Making Netskope Cloud Exchange Highly Available

The Netskope Cloud Exchange

Netskope offers an interesting solution to solve this use case and that is the Netskope Cloud Exchange (also referred to as Netskope CE). It is a free offering from Netskope with which organizations can share their IoC information between their security tools using the Threat Exchange, use the Log Shipper to import transaction logs from Netskope, use the Ticket Orchestrator to relay alerts to ticketing services and use the Risk Exchange to exchange risk scores between multiple sources. It can be installed and run in a Linux Docker environment by each customer on their own. You can read more about Netskope Cloud Exchange here. As mentioned above, there are four main modules offered with the Netskope Cloud Exchange: the Log Shipper, Ticket Orchestration, Threat Exchange, and Risk Exchange. All the modules are hosted and run in a single docker environment. Make sure you go through the system requirements once before you provision your infrastructure for the Cloud Exchange.
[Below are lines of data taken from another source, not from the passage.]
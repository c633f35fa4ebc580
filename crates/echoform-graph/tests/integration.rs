//! End-to-end graph tests: build from spec JSON, process, encode.

use echoform_graph::{AssetMap, GraphContext, GraphError, RuntimeGraph, render_offline};
use echoform_io::{AudioBuffer, EncodeOptions, decode_wav, encode_wav};
use echoform_spec::{GraphSpec, ParamValue};
use std::sync::Arc;

const CHAIN: &str = r#"{
  "version": 1,
  "schemaId": "echoform.graph",
  "seed": 7,
  "assets": [{ "id": "hit", "kind": "sample", "src": "hit.wav" }],
  "nodes": [
    { "id": "p", "type": "player", "assetId": "hit" },
    { "id": "lp", "type": "filter", "params": { "type": "lowpass", "frequency": 2000 } },
    { "id": "d", "type": "delay", "params": { "time": 0.01, "feedback": 0.2 } },
    { "id": "pan", "type": "panner", "params": { "pan": -1 } }
  ],
  "connections": [
    { "from": "p", "to": "lp" },
    { "from": "lp", "to": "d" },
    { "from": "d", "to": "pan" }
  ]
}"#;

fn ctx() -> GraphContext {
    GraphContext {
        sample_rate: 8000,
        block_size: 64,
    }
}

fn hit() -> AssetMap {
    let mut samples = vec![0.0f32; 800];
    for (i, s) in samples.iter_mut().take(80).enumerate() {
        *s = (i as f32 * 0.3).sin() * 0.5;
    }
    let mut map = AssetMap::new();
    map.insert("hit".into(), Arc::new(AudioBuffer::new(vec![samples], 8000)));
    map
}

#[test]
fn chain_processes_in_order() {
    let spec: GraphSpec = serde_json::from_str(CHAIN).unwrap();
    let mut graph = RuntimeGraph::build(&spec, ctx(), &hit()).unwrap();
    assert_eq!(graph.order(), vec!["p", "lp", "d", "pan"]);
    let sinks: Vec<_> = graph
        .nodes()
        .iter()
        .filter(|n| n.export_bus.connected)
        .map(|n| n.def.id.as_str())
        .collect();
    assert_eq!(sinks, vec!["pan"]);

    let out = graph.render(800);
    assert!(out.channel(0).iter().any(|s| s.abs() > 0.01));
    // Hard left pan silences the right channel.
    assert!(out.channel(1).iter().all(|s| s.abs() < 1e-6));
}

#[test]
fn live_param_write_changes_output() {
    let spec: GraphSpec = serde_json::from_str(CHAIN).unwrap();
    let mut graph = RuntimeGraph::build(&spec, ctx(), &hit()).unwrap();
    let node = graph.node_mut("pan").unwrap();
    let coerced = node
        .handle
        .set_param("pan", &ParamValue::Number(3.0))
        .unwrap();
    assert!(coerced.clamped);
    let out = graph.render(800);
    assert!(out.channel(0).iter().all(|s| s.abs() < 1e-6));
    assert!(out.channel(1).iter().any(|s| s.abs() > 0.01));
}

#[test]
fn unknown_type_fails_validation() {
    let json = CHAIN.replace("\"panner\"", "\"reverb\"");
    let spec: GraphSpec = serde_json::from_str(&json).unwrap();
    let err = RuntimeGraph::build(&spec, ctx(), &hit()).unwrap_err();
    assert!(matches!(err, GraphError::Spec(_)), "{err}");
}

#[test]
fn player_to_gain_renders_and_encodes() {
    let spec = GraphSpec::default()
        .with_asset(echoform_spec::Asset::sample("a", "a.wav"))
        .with_node(echoform_spec::NodeDef::new("p", "player").with_asset("a"))
        .with_node(echoform_spec::NodeDef::new("g", "gain").with_param("gain", 0.5))
        .with_connection("p", "g");
    let mut assets = AssetMap::new();
    assets.insert(
        "a".into(),
        Arc::new(AudioBuffer::new(vec![vec![0.8; 4000]], 8000)),
    );
    let (buffer, report) = render_offline(&spec, ctx(), &assets, 4000).unwrap();
    assert!(report.silent_players.is_empty());
    assert!((buffer.peak() - 0.4).abs() < 1e-6);

    let encoded = encode_wav(&buffer, &EncodeOptions::default()).unwrap();
    let decoded = decode_wav(&encoded.bytes).unwrap();
    assert_eq!(decoded.frames(), 4000);
    assert_eq!(decoded.channel_count(), 2);
    assert_eq!(decoded.sample_rate(), 8000);
}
High Availability on Cloud Exchange

High Availability can be described as the ability of a particular hardware/software to operate continuously without any interruptions during the service period. The goal is to maintain high service levels and enable fault tolerance so that the recipient of the service is unaffected due to unexpected failure. The Netskope Cloud Exchange plays a crucial role within our Netskope SOC as the SOC utilizes all of the modules to protect Netskope and help strengthen our defensive controls. So it is important that we set up our Cloud Exchange in such a way that it is resilient against unexpected failures which would in turn affect our security team’s operations. Let’s discuss how the Netskope CustomerZero migrated our standalone Cloud Exchange setup to a High Availability setup. Please supplement this blog along with Netskope’s official Cloud Exchange documentation available here, we will also point to reference in the official documentation when required.
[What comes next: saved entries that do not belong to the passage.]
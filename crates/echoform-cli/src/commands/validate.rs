//! Structural validation of spec files.

use super::common::load_spec;
use clap::Args;
use echoform_spec::{GraphSpec, NodeType, validate};
use std::path::PathBuf;

/// Validate a spec file.
#[derive(Args)]
pub struct ValidateArgs {
    /// Path to the spec JSON
    pub spec: PathBuf,

    /// Treat out-of-range parameter values as errors
    #[arg(long)]
    strict: bool,
}

/// Run the validate command. Fails with the first structural problem found.
pub fn run(args: ValidateArgs) -> anyhow::Result<()> {
    let spec = load_spec(&args.spec)?;
    if let Err(err) = validate(&spec) {
        anyhow::bail!("{} is invalid ({:?}): {err}", args.spec.display(), err.kind());
    }

    let warnings = range_warnings(&spec);
    for warning in &warnings {
        eprintln!("warning: {warning}");
    }
    if args.strict && !warnings.is_empty() {
        anyhow::bail!("{} has {} out-of-range parameter(s)", args.spec.display(), warnings.len());
    }

    println!(
        "{}: ok ({} nodes, {} connections, {} automations)",
        args.spec.display(),
        spec.nodes.len(),
        spec.connections.len(),
        spec.automations.len()
    );
    Ok(())
}

/// Parameters a live graph would clamp.
fn range_warnings(spec: &GraphSpec) -> Vec<String> {
    let mut out = Vec::new();
    for node in &spec.nodes {
        let Ok(node_type) = node.node_type.parse::<NodeType>() else {
            continue;
        };
        for (name, value) in &node.params {
            if let Ok(param) = node_type.param(name)
                && let Err(err) = param.check(value)
            {
                out.push(format!("node '{}': {err}", node.id));
            }
        }
    }
    out
}
//! Content hashing of specs and encoded audio.
//!
//! Hashing is synchronous and pure. [`SpecHasher`] isolates the choice of
//! primitive so a session can be given a deterministic double in tests.
//! With the `sha256` feature (default) [`default_hasher`] returns
//! [`Sha256Hasher`]; without it, [`RollingHasher`] is used. The rolling hash is
//! only guaranteed to be stable, not collision resistant.

use crate::canonical::canonical_bytes;
use crate::model::GraphSpec;
use std::fmt;
use std::sync::Arc;

/// Lowercase hex digest identifying a spec or an encoded render.
#[derive(Debug, Clone, PartialEq, Eq, Hash, PartialOrd, Ord)]
pub struct ContentHash(String);

impl ContentHash {
    /// Wraps an existing hex digest.
    pub fn from_hex(hex: impl Into<String>) -> Self {
        Self(hex.into())
    }

    /// The full hex digest.
    pub fn as_str(&self) -> &str {
        &self.0
    }

    /// First 12 hex characters, for logs and file names.
    pub fn short(&self) -> &str {
        &self.0[..self.0.len().min(12)]
    }
}

impl fmt::Display for ContentHash {
    fn fmt(&self, f: &mut fmt::Formatter<'_>) -> fmt::Result {
        f.write_str(&self.0)
    }
}

/// A byte-digest primitive.
pub trait SpecHasher: Send + Sync {
    /// Short algorithm name.
    fn name(&self) -> &'static str;

    /// Digest of `bytes`.
    fn digest(&self, bytes: &[u8]) -> ContentHash;

    /// Digest of the canonical serialization of `spec`.
    fn hash_spec(&self, spec: &GraphSpec) -> ContentHash {
        self.digest(&canonical_bytes(spec))
    }
}

/// SHA-256 via the `sha2` crate.
#[cfg(feature = "sha256")]
#[derive(Debug, Clone, Copy, Default)]
pub struct Sha256Hasher;

#[cfg(feature = "sha256")]
impl SpecHasher for Sha256Hasher {
    fn name(&self) -> &'static str {
        "sha256"
    }

    fn digest(&self, bytes: &[u8]) -> ContentHash {
        use sha2::{Digest, Sha256};
        let mut hasher = Sha256::new();
        hasher.update(bytes);
        ContentHash(hex::encode(hasher.finalize()))
    }
}

/// 64-bit FNV-1a.
#[derive(Debug, Clone, Copy, Default)]
pub struct RollingHasher;

const FNV_OFFSET: u64 = 0xcbf29ce484222325;
const FNV_PRIME: u64 = 0x100000001b3;

impl SpecHasher for RollingHasher {
    fn name(&self) -> &'static str {
        "fnv1a64"
    }

    fn digest(&self, bytes: &[u8]) -> ContentHash {
        let hash = bytes.iter().fold(FNV_OFFSET, |acc, &b| {
            (acc ^ u64::from(b)).wrapping_mul(FNV_PRIME)
        });
        ContentHash(format!("{hash:016x}"))
    }
}

/// The strongest hasher compiled in.
pub fn default_hasher() -> Arc<dyn SpecHasher> {
    #[cfg(feature = "sha256")]
    {
        Arc::new(Sha256Hasher)
    }
    #[cfg(not(feature = "sha256"))]
    {
        Arc::new(RollingHasher)
    }
}

/// Hashes `spec` with the default hasher.
pub fn hash(spec: &GraphSpec) -> ContentHash {
    default_hasher().hash_spec(spec)
}

#[cfg(test)]
mod tests {
    use super::*;
    use crate::model::NodeDef;

    #[test]
    fn rolling_hash_known_values() {
        assert_eq!(RollingHasher.digest(b"").as_str(), "cbf29ce484222325");
        assert_eq!(RollingHasher.digest(b"a").as_str(), "af63dc4c8601ec8c");
    }

    #[cfg(feature = "sha256")]
    #[test]
    fn sha256_known_value() {
        assert_eq!(
            Sha256Hasher.digest(b"abc").as_str(),
            "ba7816bf8f01cfea414140de5dae2223b00361a396177a9cb410ff61f20015ad"
        );
    }

    #[test]
    fn spec_hash_changes_with_content() {
        let a = GraphSpec::default().with_node(NodeDef::new("g", "gain"));
        let b = GraphSpec::default().with_node(NodeDef::new("g", "gain").with_param("gain", 0.5));
        assert_eq!(hash(&a), hash(&a.clone()));
        assert_ne!(hash(&a), hash(&b));
        assert_eq!(RollingHasher.hash_spec(&a), RollingHasher.hash_spec(&a));
    }

    #[test]
    fn short_prefix() {
        let h = ContentHash::from_hex("0123456789abcdef");
        assert_eq!(h.short(), "0123456789ab");
        assert_eq!(ContentHash::from_hex("ab").short(), "ab");
    }
}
Cloud Exchange HA Deployment

Internally, the CustomerZero have set up our Cloud Exchange on a Ubuntu Virtual Machine hosted on cloud. So this document is going to be for customers who have a similar deployment as ours. In case you have a different setup and would like to understand about High Availability for your setup, feel free to reach out to your Customer Success team. Follow the steps below in order to update your Cloud Exchange from standalone to Highly Available. Once again, the below steps are to follow when you have the Cloud Exchange deployed standalone and are planning to upgrade it to high availability.

1. Create a snapshot image of the existing Cloud Exchange setup before updating it to High Availability. This can be used to restore the Cloud Exchange later in case the update fails.
2. Copy down the contents of the ‘ta_cloud_exchange’ folder in your primary Cloud Exchange setup. This can be used to restore the Cloud Exchange later in case the update fails.
3. Ensure that the version to be installed or updated to is greater or equal to Cloud Exchange version 5 as High Availability was introduced with version 5.
4. Note down the MongoDB Maintenance Password and the Maintenance Token.
5. Create 2 new virtual machines that act as the secondary nodes and make sure that the primary and secondary nodes are able to communicate with each other.
6. Update all 3 Cloud Exchange nodes and their respective package managers.
7. Make sure that the basic system requirements and other cloud exchange dependencies are installed on all 3 nodes as mentioned in the document.
   1. Operating System Requirements
   2. Docker & docker-compose or podman
   3. Python3
   4. Git
   5. Zip
8. Install python dependencies on all 3 nodes as mentioned in the documentation.
   1. pyyaml
   2. python-dotenv
   3. pymongo
9. Ensure ‘selinux’ is disabled on all the 3 nodes.
10. Open up the required ports of all 3 nodes as mentioned in the Cloud Exchange documentation.
11. Create a NFS volume and ensure that all 3 Cloud Exchange Nodes are able to connect to the NFS volume.
12. Create a directory in the NFS volume which will be used by all the 3 nodes for information exchange.
13. Mount the NFS volume to all 3 Cloud Exchange nodes and ensure its functionality by accessing the directory created on the NFS volume on Step 12.
14. Pull the Cloud Exchange Github repository into 2 of the newly created nodes and update the repository in the primary node.
15. If you have certificates with the standalone deployment and want to migrate them to the High Availability setup, copy the certificates to /config/ssl_certs. Further information regarding this can be found in the documentation.

16. Note down the Private IP Addresses of all 3 Cloud Exchange nodes. 
17. Stop the Primary Cloud Exchange.
18. Follow the standard installation procedure to set up the Cloud Exchange primary node first and make sure to enter the IP Addresses of all 3 nodes correctly as requested by the setup.
19. The same JWT Token and Maintenance password apply for the 2 newly created nodes as well.
20. Follow the same steps followed during the primary node setup and setup the secondary nodes, make sure to enter in the appropriate IP address values when requested.
21. Once all 3 nodes are set up correctly and running, you should be able to see a similar setup on the Cloud Exchange dashboard.

22. To identify which of these is the primary node, hovering the mouse over the MongoDB column should provide further information.